When one person gazes into a screen, in solitary, it can easily give the impression that that individual is isolated from the people, and world, around him. But is that really the case? Or is a person who would have been alone anyway, now able to connect?
As the The New York Times article states:
“According to Hampton… mobile phone users tended to be alone, not in groups. People on the phone were not ignoring lunch partners or interrupting strolls with their lovers; rather, phone use seemed to be a way to pass the time while waiting to meet up with someone, or unwinding during a solo lunch break. … From what Hampton could tell, the phones weren’t nearly as hard on our relationships as many suspect.”
The article continues:
“Hampton found that, rather than isolating people, technology made them more connected…. Hampton was one of the first scholars to marshal evidence that the web might make people less atomized rather than more.”
Interestingly enough, one of our production shoots for Avatar Secrets took us to Bryant Park in New York City, one of the very spots where Hampton conducted his research. And we did see a lot of people on mobile devices – probably more than the three percent he spotted.

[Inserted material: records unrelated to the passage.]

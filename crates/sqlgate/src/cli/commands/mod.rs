pub mod check;
pub mod query;
pub mod result;
pub mod schema;

use std::path::PathBuf;

use anyhow::{Error, Result};
use clap::Args;
use serde_json::json;

use crate::config::RuntimePaths;
use crate::models::{
    DatabaseSchema, QueryEnvelope, SchemaValidationResult, ValidationResult,
};
use crate::sql::SafetyViolation;

/// The input was rejected: unsafe SQL, a schema mismatch or an unusable
/// result. Maps to exit code 2.
#[derive(Debug)]
pub struct ValidationCommandFailure {
    envelope: QueryEnvelope,
}

impl ValidationCommandFailure {
    #[must_use]
    pub fn new(envelope: QueryEnvelope) -> Self {
        Self { envelope }
    }

    #[must_use]
    pub fn envelope(&self) -> &QueryEnvelope {
        &self.envelope
    }
}

impl std::fmt::Display for ValidationCommandFailure {
    fn fmt(&self, f: &mut std::fmt::Formatter<'_>) -> std::fmt::Result {
        f.write_str("validation failed.")?;
        if let Some(error) = &self.envelope.error {
            write!(f, " {}: {}", error.code, error.message)?;
        }
        Ok(())
    }
}

impl std::error::Error for ValidationCommandFailure {}

#[derive(Debug, Clone, Args)]
pub struct SchemaSourceArgs {
    /// JSON file holding a `DatabaseSchema[]` snapshot.
    #[arg(long, value_name = "PATH", conflicts_with = "database")]
    pub schema: Option<PathBuf>,

    /// SQLite database to introspect.
    #[arg(long, value_name = "PATH")]
    pub database: Option<PathBuf>,
}

pub struct LoadedSchema {
    pub tables: Vec<DatabaseSchema>,
    pub source: String,
}

/// Resolves and loads the schema named on the command line, if any.
pub fn load_schema_source(
    args: &SchemaSourceArgs,
    runtime_paths: &RuntimePaths,
) -> Result<Option<LoadedSchema>> {
    if let Some(path) = &args.schema {
        let path = runtime_paths.resolve(path)?;
        let tables = crate::introspect::load_schema_file(&path)?;
        return Ok(Some(LoadedSchema {
            tables,
            source: path.display().to_string(),
        }));
    }

    if let Some(path) = &args.database {
        let path = runtime_paths.resolve(path)?;
        let connection = crate::introspect::open_read_only(&path)?;
        let tables = crate::introspect::load_database_schema(&connection)?;
        return Ok(Some(LoadedSchema {
            tables,
            source: path.display().to_string(),
        }));
    }

    Ok(None)
}

pub fn sql_rejection(command: &str, violation: &SafetyViolation) -> Error {
    tracing::info!(command, code = violation.code(), "sql rejected");
    let message = violation.to_string();
    let envelope = QueryEnvelope::error(command, violation.code(), &message)
        .with_error_details(json!({ "validation": ValidationResult::rejected(message) }));
    Error::new(ValidationCommandFailure::new(envelope))
}

pub fn schema_rejection(command: &str, result: &SchemaValidationResult) -> Error {
    tracing::info!(command, errors = result.errors.len(), "schema cross-check failed");
    let message = format!(
        "statement does not match the database schema ({} problem(s))",
        result.errors.len()
    );
    let envelope = QueryEnvelope::error(command, "schema_mismatch", message)
        .with_error_details(json!({ "schema_validation": result }));
    Error::new(ValidationCommandFailure::new(envelope))
}

pub fn emit(envelope: &QueryEnvelope) -> Result<()> {
    println!("{}", envelope.encode()?);
    Ok(())
}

There’s no mistaking the fact that we love our digital devices. But maybe it’s time to stop blaming our gadgets for isolating us, and start asking why it is that we’re so drawn to them?
What’s on the other side of the screen, or beyond the screen?
Could it be, that the reason we love our devices so much, is because they help close a rift that’s been forming for decades now? That they actually help us connect, as opposed to the contrary?
Maybe it’s time to stop looking for a scapegoat in technology — first it was rock n’ roll, then video games, then mobile devices — and really be introspective about the culture we’ve built, and the values we reward as a society.
There’s a paradox at play, and that’s part of why this remains such a hotly debated topic: technology makes it easier than ever for us to connect, and yet we’re still alone, still lonely. But, why?
We’ve spent our time collectively wondering about if and how technology is driving us apart, yet maybe we’ve been asking the wrong questions.
What if it’s not the technology we’re addicted to, but each other.
Society creates divisions, maybe technology is giving us the opportunity to reconnect and show us what we really need and want.